# EXERCISE INSTRUCTIONS
Copy out every record below with complete accuracy.

===== DATA TO USE =====

//! Catalog document file I/O.
//!
//! Catalogs are wholly regenerated on each build; the new document replaces
//! the old one, there is no incremental merge.

use std::path::Path;

use tracing::info;

use relchron_shared::{CATALOG_SCHEMA_VERSION, RelchronError, Result, VersionCatalog};

/// Write a catalog document as pretty JSON, creating parent directories.
pub fn write_catalog(path: &Path, catalog: &VersionCatalog) -> Result<()> {
    if let Some(parent) = path.parent() {
        std::fs::create_dir_all(parent).map_err(|e| RelchronError::io(parent, e))?;
    }

    let mut json = serde_json::to_string_pretty(catalog)
        .map_err(|e| RelchronError::validation(format!("failed to serialize catalog: {e}")))?;
    json.push('\n');

    std::fs::write(path, json).map_err(|e| RelchronError::io(path, e))?;
    info!(path = %path.display(), entries = catalog.versions.len(), "catalog written");

    Ok(())
}

/// Load a catalog document and check its schema marker.
pub fn read_catalog(path: &Path) -> Result<VersionCatalog> {
    let content = std::fs::read_to_string(path).map_err(|e| RelchronError::io(path, e))?;

    let catalog: VersionCatalog = serde_json::from_str(&content).map_err(|e| {
        RelchronError::validation(format!("failed to parse {}: {e}", path.display()))
    })?;

    if catalog.schema_version != CATALOG_SCHEMA_VERSION {
        return Err(RelchronError::validation(format!(
            "{}: unsupported catalog schema_version {:?} (expected {CATALOG_SCHEMA_VERSION:?})",
            path.display(),
            catalog.schema_version
        )));
    }

    Ok(catalog)
}

#[cfg(test)]
mod tests {
    use super::*;
    use chrono::{TimeZone, Utc};
    use relchron_shared::{CatalogEntry, Channel};

    fn temp_path(name: &str) -> std::path::PathBuf {
        let nanos = std::time::SystemTime::now()
            .duration_since(std::time::UNIX_EPOCH)
            .unwrap()
            .as_nanos();
        std::env::temp_dir().join(format!("relchron-store-{nanos}-{name}"))
    }

    fn sample_catalog() -> VersionCatalog {
        VersionCatalog {
            schema_version: CATALOG_SCHEMA_VERSION.into(),
            source: "https://github.com/acme/widget".into(),
            last_updated_utc: Utc.with_ymd_and_hms(2025, 6, 30, 0, 0, 0).unwrap(),
            notes: "test catalog".into(),
            versions: vec![CatalogEntry {
                version: "1.0.0".into(),
                released_at: Utc.with_ymd_and_hms(2025, 6, 1, 0, 0, 0).unwrap(),
                channel: Channel::Stable,
                anchors: vec!["https://github.com/acme/widget/releases/tag/v1.0.0".into()],
            }],
        }
    }

    #[test]
    fn write_then_read_roundtrip() {
        let dir = temp_path("roundtrip");
        let path = dir.join("catalog").join("widget.json");

        write_catalog(&path, &sample_catalog()).expect("write");
        let loaded = read_catalog(&path).expect("read");

        assert_eq!(loaded.versions.len(), 1);
        assert_eq!(loaded.versions[0].version, "1.0.0");

        let raw = std::fs::read_to_string(&path).unwrap();
        assert!(raw.ends_with('\n'));

        let _ = std::fs::remove_dir_all(&dir);
    }

    #[test]
    fn unknown_schema_version_is_rejected() {
        let dir = temp_path("schema");
        let path = dir.join("widget.json");

        let mut catalog = sample_catalog();
        catalog.schema_version = "99".into();
        write_catalog(&path, &catalog).expect("write");

        let err = read_catalog(&path).unwrap_err();
        assert!(err.to_string().contains("schema_version"));

        let _ = std::fs::remove_dir_all(&dir);
    }

    #[test]
    fn missing_file_is_an_io_error() {
        let err = read_catalog(Path::new("/nonexistent/relchron/catalog.json")).unwrap_err();
        assert!(matches!(err, RelchronError::Io { .. }));
    }
}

=====

# YOUR SOLUTION
//! Catalog document file I/O.
//!
//! Catalogs are wholly regenerated on each build; the new document replaces
//! the old one, there is no incremental merge.

use std::path::Path;

use tracing::info;

use relchron_shared::{CATALOG_SCHEMA_VERSION, RelchronError, Result, VersionCatalog};

/// Write a catalog document as pretty JSON, creating parent directories.
pub fn write_catalog(path: &Path, catalog: &VersionCatalog) -> Result<()> {
    if let Some(parent) = path.parent() {
        std::fs::create_dir_all(parent).map_err(|e| RelchronError::io(parent, e))?;
    }

    let mut json = serde_json::to_string_pretty(catalog)
        .map_err(|e| RelchronError::validation(format!("failed to serialize catalog: {e}")))?;
    json.push('\n');

    std::fs::write(path, json).map_err(|e| RelchronError::io(path, e))?;
    info!(path = %path.display(), entries = catalog.versions.len(), "catalog written");

    Ok(())
}

/// Load a catalog document and check its schema marker.
pub fn read_catalog(path: &Path) -> Result<VersionCatalog> {
    let content = std::fs::read_to_string(path).map_err(|e| RelchronError::io(path, e))?;

    let catalog: VersionCatalog = serde_json::from_str(&content).map_err(|e| {
        RelchronError::validation(format!("failed to parse {}: {e}", path.display()))
    })?;

    if catalog.schema_version != CATALOG_SCHEMA_VERSION {
        return Err(RelchronError::validation(format!(
            "{}: unsupported catalog schema_version {:?} (expected {CATALOG_SCHEMA_VERSION:?})",
            path.display(),
            catalog.schema_version
        )));
    }

    Ok(catalog)
}

#[cfg(test)]
mod tests {
    use super::*;
    use chrono::{TimeZone, Utc};
    use relchron_shared::{CatalogEntry, Channel};

    fn temp_path(name: &str) -> std::path::PathBuf {
        let nanos = std::time::SystemTime::now()
            .duration_since(std::time::UNIX_EPOCH)
            .unwrap()
            .as_nanos();
        std::env::temp_dir().join(format!("relchron-store-{nanos}-{name}"))
    }

    fn sample_catalog() -> VersionCatalog {
        VersionCatalog {
            schema_version: CATALOG_SCHEMA_VERSION.into(),
            source: "https://github.com/acme/widget".into(),
            last_updated_utc: Utc.with_ymd_and_hms(2025, 6, 30, 0, 0, 0).unwrap(),
            notes: "test catalog".into(),
            versions: vec![CatalogEntry {
                version: "1.0.0".into(),
                released_at: Utc.with_ymd_and_hms(2025, 6, 1, 0, 0, 0).unwrap(),
                channel: Channel::Stable,
                anchors: vec!["https://github.com/acme/widget/releases/tag/v1.0.0".into()],
            }],
        }
    }

    #[test]
    fn write_then_read_roundtrip() {
        let dir = temp_path("roundtrip");
        let path = dir.join("catalog").join("widget.json");

        write_catalog(&path, &sample_catalog()).expect("write");
        let loaded = read_catalog(&path).expect("read");

        assert_eq!(loaded.versions.len(), 1);
        assert_eq!(loaded.versions[0].version, "1.0.0");

        let raw = std::fs::read_to_string(&path).unwrap();
        assert!(raw.ends_with('\n'));

        let _ = std::fs::remove_dir_all(&dir);
    }

    #[test]
    fn unknown_schema_version_is_rejected() {
        let dir = temp_path("schema");
        let path = dir.join("widget.json");

        let mut catalog = sample_catalog();
        catalog.schema_version = "99".into();
        write_catalog(&path, &catalog).expect("write");

        let err = read_catalog(&path).unwrap_err();
        assert!(err.to_string().contains("schema_version"));

        let _ = std::fs::remove_dir_all(&dir);
    }

    #[test]
    fn missing_file_is_an_io_error() {
        let err = read_catalog(Path::new("/nonexistent/relchron/catalog.json")).unwrap_err();
        assert!(matches!(err, RelchronError::Io { .. }));
    }
}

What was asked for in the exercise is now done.